> [WORK INSTRUCTIONS] Filter the data below for the string "true" and copy each matching line.

> [DATA EXTRACT]
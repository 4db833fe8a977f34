use crate::{Cost, Reward, RewardMultiset};
use anyhow::{anyhow, Result};
use std::{
    cmp::{max, Ordering},
    fmt,
};

type Link = Option<Box<Node>>;

/// One distinct cost in the tree together with every reward stored at it.
#[derive(Debug)]
pub struct Node {
    cost: Cost,
    rewards: RewardMultiset,
    left: Link,
    right: Link,
    height: usize,
}

/// A single reward taken out of the tree, and the cost paid for it.
#[derive(Debug, Clone, Copy, PartialEq, Eq)]
pub struct Extraction {
    pub cost: Cost,
    pub reward: Reward,
}

/// AVL tree keyed by cost. Every node owns a non-empty [`RewardMultiset`].
///
/// Children are exclusively owned and there are no parent links; heights and
/// balance are repaired as the recursive calls unwind.
#[derive(Debug, Default)]
pub struct CostTree {
    root: Link,
    len: usize,
}

impl Node {
    fn leaf(cost: Cost, reward: Reward) -> Box<Self> {
        Box::new(Self {
            cost,
            rewards: RewardMultiset::singleton(reward),
            left: None,
            right: None,
            height: 1,
        })
    }

    pub fn cost(&self) -> Cost {
        self.cost
    }

    pub fn rewards(&self) -> &RewardMultiset {
        &self.rewards
    }

    pub fn height(&self) -> usize {
        self.height
    }

    pub fn left(&self) -> Option<&Node> {
        self.left.as_deref()
    }

    pub fn right(&self) -> Option<&Node> {
        self.right.as_deref()
    }

    fn update_height(&mut self) {
        self.height = 1 + max(height(&self.left), height(&self.right));
    }

    fn balance_factor(&self) -> isize {
        height(&self.left) as isize - height(&self.right) as isize
    }
}

fn height(link: &Link) -> usize {
    link.as_ref().map_or(0, |node| node.height)
}

impl CostTree {
    pub fn new() -> Self {
        Self::default()
    }

    /// Number of distinct costs currently stored.
    pub fn len(&self) -> usize {
        self.len
    }

    pub fn is_empty(&self) -> bool {
        self.root.is_none()
    }

    pub fn height(&self) -> usize {
        height(&self.root)
    }

    pub fn root(&self) -> Option<&Node> {
        self.root.as_deref()
    }

    pub fn contains(&self, cost: Cost) -> bool {
        let mut link = self.root.as_deref();
        while let Some(node) = link {
            link = match cost.cmp(&node.cost) {
                Ordering::Equal => return true,
                Ordering::Less => node.left.as_deref(),
                Ordering::Greater => node.right.as_deref(),
            };
        }
        false
    }

    /// Adds `reward` under `cost`. A repeated cost only grows the existing
    /// node's multiset and leaves the shape of the tree untouched.
    pub fn insert(&mut self, cost: Cost, reward: Reward) {
        let (root, created) = insert(self.root.take(), cost, reward);
        self.root = Some(root);
        if created {
            self.len += 1;
        }
    }

    /// Node with the greatest cost not exceeding `target`.
    pub fn floor_search(&self, target: Cost) -> Option<&Node> {
        floor_search(self.root.as_deref(), target)
    }

    /// Takes the largest reward stored at `floor_search(target)`. The node is
    /// deleted once its last reward is gone.
    pub fn extract_one(&mut self, target: Cost) -> Option<Extraction> {
        let cost = self.floor_search(target)?.cost;
        let node = match self.find_mut(cost) {
            Some(node) => node,
            None => panic!("floor node {} vanished before extraction", cost),
        };
        let reward = node.rewards.extract_max();
        if node.rewards.is_empty() {
            self.root = delete(self.root.take(), cost);
            self.len -= 1;
        }
        Some(Extraction { cost, reward })
    }

    /// Verifies ordering, balance, cached heights and that no node holds an
    /// empty multiset. Reports the first violation found.
    pub fn check_invariants(&self) -> Result<()> {
        let count = check_subtree(self.root.as_deref(), None, None)?;
        if count != self.len {
            return Err(anyhow!(
                "Tree holds {} nodes but tracks a length of {}",
                count,
                self.len
            ));
        }
        Ok(())
    }

    fn find_mut(&mut self, cost: Cost) -> Option<&mut Node> {
        let mut link = self.root.as_deref_mut();
        while let Some(node) = link {
            link = match cost.cmp(&node.cost) {
                Ordering::Equal => return Some(node),
                Ordering::Less => node.left.as_deref_mut(),
                Ordering::Greater => node.right.as_deref_mut(),
            };
        }
        None
    }
}

fn insert(link: Link, cost: Cost, reward: Reward) -> (Box<Node>, bool) {
    let mut node = match link {
        Some(node) => node,
        None => return (Node::leaf(cost, reward), true),
    };
    let created = match cost.cmp(&node.cost) {
        Ordering::Less => {
            let (left, created) = insert(node.left.take(), cost, reward);
            node.left = Some(left);
            created
        }
        Ordering::Greater => {
            let (right, created) = insert(node.right.take(), cost, reward);
            node.right = Some(right);
            created
        }
        Ordering::Equal => {
            node.rewards.insert(reward);
            false
        }
    };
    if !created {
        return (node, false);
    }
    node.update_height();
    (rebalance(node), true)
}

fn floor_search(link: Option<&Node>, target: Cost) -> Option<&Node> {
    let node = link?;
    match target.cmp(&node.cost) {
        Ordering::Equal => Some(node),
        Ordering::Greater => floor_search(node.right.as_deref(), target).or(Some(node)),
        Ordering::Less => floor_search(node.left.as_deref(), target),
    }
}

fn delete(link: Link, cost: Cost) -> Link {
    let mut node = link?;
    match cost.cmp(&node.cost) {
        Ordering::Less => node.left = delete(node.left.take(), cost),
        Ordering::Greater => node.right = delete(node.right.take(), cost),
        Ordering::Equal => match (node.left.take(), node.right.take()) {
            (None, None) => return None,
            (Some(child), None) | (None, Some(child)) => return Some(child),
            (Some(mut left), Some(right)) => {
                // the in-order predecessor hands over its multiset, then its
                // old (now empty) slot is deleted from the left subtree
                let (predecessor, rewards) = take_max(&mut left);
                node.cost = predecessor;
                node.rewards = rewards;
                node.left = delete(Some(left), predecessor);
                node.right = Some(right);
            }
        },
    }
    node.update_height();
    Some(rebalance(node))
}

fn take_max(node: &mut Node) -> (Cost, RewardMultiset) {
    match node.right.as_deref_mut() {
        Some(right) => take_max(right),
        None => (node.cost, std::mem::take(&mut node.rewards)),
    }
}

fn rebalance(mut node: Box<Node>) -> Box<Node> {
    let balance = node.balance_factor();
    if balance > 1 {
        // left-right
        if node.left.as_ref().map_or(0, |left| left.balance_factor()) < 0 {
            node.left = node.left.take().map(rotate_left);
        }
        return rotate_right(node);
    }
    if balance < -1 {
        // right-left
        if node.right.as_ref().map_or(0, |right| right.balance_factor()) > 0 {
            node.right = node.right.take().map(rotate_right);
        }
        return rotate_left(node);
    }
    node
}

fn rotate_left(mut node: Box<Node>) -> Box<Node> {
    let mut pivot = match node.right.take() {
        Some(pivot) => pivot,
        None => panic!("cannot rotate node {} left without a right child", node.cost),
    };
    node.right = pivot.left.take();
    node.update_height();
    pivot.left = Some(node);
    pivot.update_height();
    pivot
}

fn rotate_right(mut node: Box<Node>) -> Box<Node> {
    let mut pivot = match node.left.take() {
        Some(pivot) => pivot,
        None => panic!("cannot rotate node {} right without a left child", node.cost),
    };
    node.left = pivot.right.take();
    node.update_height();
    pivot.right = Some(node);
    pivot.update_height();
    pivot
}

fn check_subtree(link: Option<&Node>, lower: Option<Cost>, upper: Option<Cost>) -> Result<usize> {
    let node = match link {
        Some(node) => node,
        None => return Ok(0),
    };
    if lower.is_some_and(|lower| node.cost <= lower) || upper.is_some_and(|upper| node.cost >= upper)
    {
        return Err(anyhow!(
            "Node {} is out of order (bounds {:?}..{:?})",
            node.cost,
            lower,
            upper
        ));
    }
    if node.rewards.is_empty() {
        return Err(anyhow!("Node {} holds no rewards", node.cost));
    }
    let count = check_subtree(node.left.as_deref(), lower, Some(node.cost))?
        + check_subtree(node.right.as_deref(), Some(node.cost), upper)?
        + 1;
    let expected = 1 + max(height(&node.left), height(&node.right));
    if node.height != expected {
        return Err(anyhow!(
            "Node {} caches height {} but has height {}",
            node.cost,
            node.height,
            expected
        ));
    }
    if node.balance_factor().abs() > 1 {
        return Err(anyhow!(
            "Node {} is unbalanced (balance factor {})",
            node.cost,
            node.balance_factor()
        ));
    }
    Ok(count)
}

impl fmt::Display for CostTree {
    fn fmt(&self, f: &mut fmt::Formatter<'_>) -> fmt::Result {
        match self.root.as_deref() {
            Some(root) => write_subtree(f, root, "", true),
            None => Ok(()),
        }
    }
}

fn write_subtree(f: &mut fmt::Formatter<'_>, node: &Node, indent: &str, last: bool) -> fmt::Result {
    let (branch, child_indent) = if last {
        ("R----", format!("{indent}     "))
    } else {
        ("L----", format!("{indent}|    "))
    };
    writeln!(
        f,
        "{}{}cost:{}, gold:{}, height:{}",
        indent,
        branch,
        node.cost,
        node.rewards.total(),
        node.height
    )?;
    if let Some(left) = node.left.as_deref() {
        write_subtree(f, left, &child_indent, false)?;
    }
    if let Some(right) = node.right.as_deref() {
        write_subtree(f, right, &child_indent, true)?;
    }
    Ok(())
}

impl Extend<(Cost, Reward)> for CostTree {
    fn extend<I: IntoIterator<Item = (Cost, Reward)>>(&mut self, iter: I) {
        for (cost, reward) in iter {
            self.insert(cost, reward);
        }
    }
}

impl FromIterator<(Cost, Reward)> for CostTree {
    fn from_iter<I: IntoIterator<Item = (Cost, Reward)>>(iter: I) -> Self {
        let mut tree = Self::new();
        tree.extend(iter);
        tree
    }
}

#[cfg(test)]
mod tests {
    use super::*;

    #[test]
    #[should_panic(expected = "without a right child")]
    fn test_rotate_left_without_right_child() {
        rotate_left(Node::leaf(4, 1));
    }

    #[test]
    #[should_panic(expected = "without a left child")]
    fn test_rotate_right_without_left_child() {
        rotate_right(Node::leaf(4, 1));
    }

    #[test]
    fn test_rotate_left_recomputes_heights() {
        let mut node = Node::leaf(1, 0);
        node.right = Some(Node::leaf(2, 0));
        node.update_height();
        let pivot = rotate_left(node);
        assert_eq!(pivot.cost, 2);
        assert_eq!(pivot.height, 2);
        assert_eq!(pivot.left.as_ref().map(|left| left.height), Some(1));
        assert!(pivot.right.is_none());
    }
}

> [ANSWER BELOW]
                Ordering::Equal => return true,
        None => return (Node::leaf(cost, reward), true),
    (rebalance(node), true)
            Some(root) => write_subtree(f, root, "", true),
        write_subtree(f, right, &child_indent, true)?;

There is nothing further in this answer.